_Task requirements_
Among the lines of the records below, copy those that hold the word "listening".

(Dataset entries)
○ ○ ○ ○ ○

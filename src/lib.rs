pub mod api;
pub mod config;
pub mod drink_service;
pub mod load_generator;
pub mod metrics;

use anyhow::Result;
use clap::Parser;
use std::sync::Arc;
use std::time::Duration;
use tokio::net::TcpListener;
use tokio_util::sync::CancellationToken;
use tracing::info;
use tracing_subscriber::{filter::LevelFilter, fmt, layer::SubscriberExt, util::SubscriberInitExt};

use crate::api::router::api_router;
use crate::config::{MetricsConfig, WorkConfig};
use crate::drink_service::{DrinkService, RandomSleep};
use crate::load_generator::{local_target, LoadGenerator};
use crate::metrics::filter::PathRules;
use crate::metrics::router::{install_recorder, metrics_router, run_upkeep};

#[derive(Parser, Debug)]
#[clap(author, version, about, long_about = None)]
pub struct Cli {
    #[clap(long, env, default_value = "0.0.0.0:8080")]
    pub listen_addr: String,
    #[clap(long, env, default_value = "0.0.0.0:9090")]
    pub metrics_listen_addr: String,
    #[clap(long, env, default_value = "info")]
    log_level: LevelFilter,
    /// Do not generate sample traffic against the price endpoint
    #[clap(long, env, required(false), default_value_t = false)]
    pub disable_load_generator: bool,
    /// Base URL the load generator calls, defaults to the local API listener
    #[clap(long, env)]
    pub load_generator_target: Option<String>,
    /// Lower bound of each simulated unit of work, in milliseconds
    #[clap(long, env, default_value_t = 450)]
    pub work_min_ms: u64,
    /// Random extra time added to each unit of work, in milliseconds
    #[clap(long, env, default_value_t = 100)]
    pub work_spread_ms: u64,
    #[clap(long, env, default_value = "localhost")]
    pub metrics_host: String,
    #[clap(long, env, default_value = "cafeservice")]
    pub metrics_service: String,
    #[clap(long, env, default_value = "EU-WEST-1")]
    pub metrics_region: String,
}

impl Cli {
    pub fn metrics_config(&self) -> MetricsConfig {
        MetricsConfig::with_common_labels(
            &self.metrics_host,
            &self.metrics_service,
            &self.metrics_region,
        )
    }

    pub fn work_config(&self) -> WorkConfig {
        WorkConfig {
            min: Duration::from_millis(self.work_min_ms),
            spread: Duration::from_millis(self.work_spread_ms),
        }
    }
}

/// Runs the cafe service with the provided CLI configuration.
///
/// This function initializes logging and the Prometheus recorder, sets up
/// graceful shutdown handling, creates the drink service, and starts both the
/// API server and metrics server. Unless disabled, a load generator keeps the
/// price endpoint busy until shutdown.
///
/// # Errors
///
/// Returns an error if:
/// - The metrics recorder cannot be built or installed.
/// - Binding to the configured listen addresses fails.
/// - The load generator's HTTP client cannot be built.
///
/// # Panics
///
/// Panics if the Ctrl+C signal handler fails to register.
pub async fn run(cli: Cli) -> Result<()> {
    // Initialize logging
    tracing_subscriber::registry()
        .with(cli.log_level)
        .with(fmt::layer())
        .init();

    // The recorder must be in place before the service registers its handles
    let metrics_config = cli.metrics_config();
    let metrics_handle = install_recorder(&metrics_config)?;

    // Graceful shutdown setup
    let cancel_token = CancellationToken::new();

    let ctrl_c_listener_task = tokio::spawn({
        let cancel_token_clone = cancel_token.clone();
        async move {
            tokio::signal::ctrl_c()
                .await
                .expect("Failed to listen for Ctrl+C signal");
            info!("Ctrl+C received, proceeding with graceful shutdown...");
            cancel_token_clone.cancel();
        }
    });

    let work_config = cli.work_config();
    let drink_service = Arc::new(DrinkService::new(
        Box::new(RandomSleep::new(work_config)),
        &metrics_config.value_summary,
    ));
    info!(
        work_min = ?work_config.min,
        work_spread = ?work_config.spread,
        "Drink service created"
    );

    let main_listener = TcpListener::bind(&cli.listen_addr).await?;
    let metrics_listener = TcpListener::bind(&cli.metrics_listen_addr).await?;

    tokio::spawn(run_upkeep(metrics_handle.clone(), cancel_token.clone()));

    if cli.disable_load_generator {
        info!("Load generator disabled");
    } else {
        let target = match cli.load_generator_target {
            Some(target) => target,
            None => local_target(main_listener.local_addr()?),
        };
        let generator = LoadGenerator::new(&target)?;
        let generator_cancel_token = cancel_token.clone();
        tokio::spawn(async move {
            generator.run(generator_cancel_token).await;
        });
    }

    tokio::try_join!(
        start_main_server(
            main_listener,
            drink_service,
            PathRules::from(&metrics_config),
            cancel_token.clone()
        ),
        start_metrics_server(metrics_listener, metrics_handle, cancel_token.clone()),
    )?;

    // Waits for signal before exiting gracefully
    ctrl_c_listener_task.await?;

    info!("All services shut down gracefully.");

    Ok(())
}

async fn start_main_server(
    listener: TcpListener,
    drink_service: Arc<DrinkService>,
    path_rules: PathRules,
    cancel_token: CancellationToken,
) -> Result<()> {
    info!("Cafe service listening on {}", listener.local_addr()?);

    let shutdown_future = async move {
        cancel_token.cancelled().await;
    };

    axum::serve(listener, api_router(drink_service, path_rules))
        .with_graceful_shutdown(shutdown_future)
        .await?;
    info!("Main server shut down gracefully");
    Ok(())
}

async fn start_metrics_server(
    listener: TcpListener,
    handle: metrics_exporter_prometheus::PrometheusHandle,
    cancel_token: CancellationToken,
) -> Result<()> {
    info!("Metrics server listening on {}", listener.local_addr()?);

    let shutdown_future = async move {
        cancel_token.cancelled().await;
    };

    axum::serve(listener, metrics_router(handle))
        .with_graceful_shutdown(shutdown_future)
        .await?;
    info!("Metrics server shut down gracefully");
    Ok(())
}
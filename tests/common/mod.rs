//! Shared test utilities for cafe service integration tests.

// Allow dead code since not all test files use all helpers
#![allow(dead_code)]

use axum::body::Body;
use cafeservice::api::router::api_router;
use cafeservice::config::MetricsConfig;
use cafeservice::drink_service::{DrinkService, NoWork};
use cafeservice::metrics::filter::PathRules;
use http_body_util::BodyExt;
use std::sync::Arc;

/// Creates a drink service that skips the simulated work.
pub fn drink_service() -> Arc<DrinkService> {
    Arc::new(DrinkService::new(
        Box::new(NoWork),
        &MetricsConfig::default().value_summary,
    ))
}

/// Creates a test app router backed by a work-free drink service.
pub fn create_app() -> axum::Router {
    api_router(drink_service(), PathRules::from(&MetricsConfig::default()))
}

/// Extracts response body as string.
pub async fn body_to_string(body: Body) -> String {
    let bytes = body.collect().await.expect("collect body").to_bytes();
    String::from_utf8(bytes.to_vec()).expect("body to string")
}

/// Initialize tracing for tests (only once).
///
/// Defaults to `warn` level to reduce noise. Use `RUST_LOG=debug` for verbose output.
pub fn init_tracing() {
    let _ = tracing_subscriber::fmt()
        .with_env_filter(std::env::var("RUST_LOG").unwrap_or_else(|_| "warn".to_string()))
        .with_test_writer()
        .try_init();
}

○ ○ ○ ○ ○

_Answer to the problem_
    info!("Cafe service listening on {}", listener.local_addr()?);
    info!("Metrics server listening on {}", listener.local_addr()?);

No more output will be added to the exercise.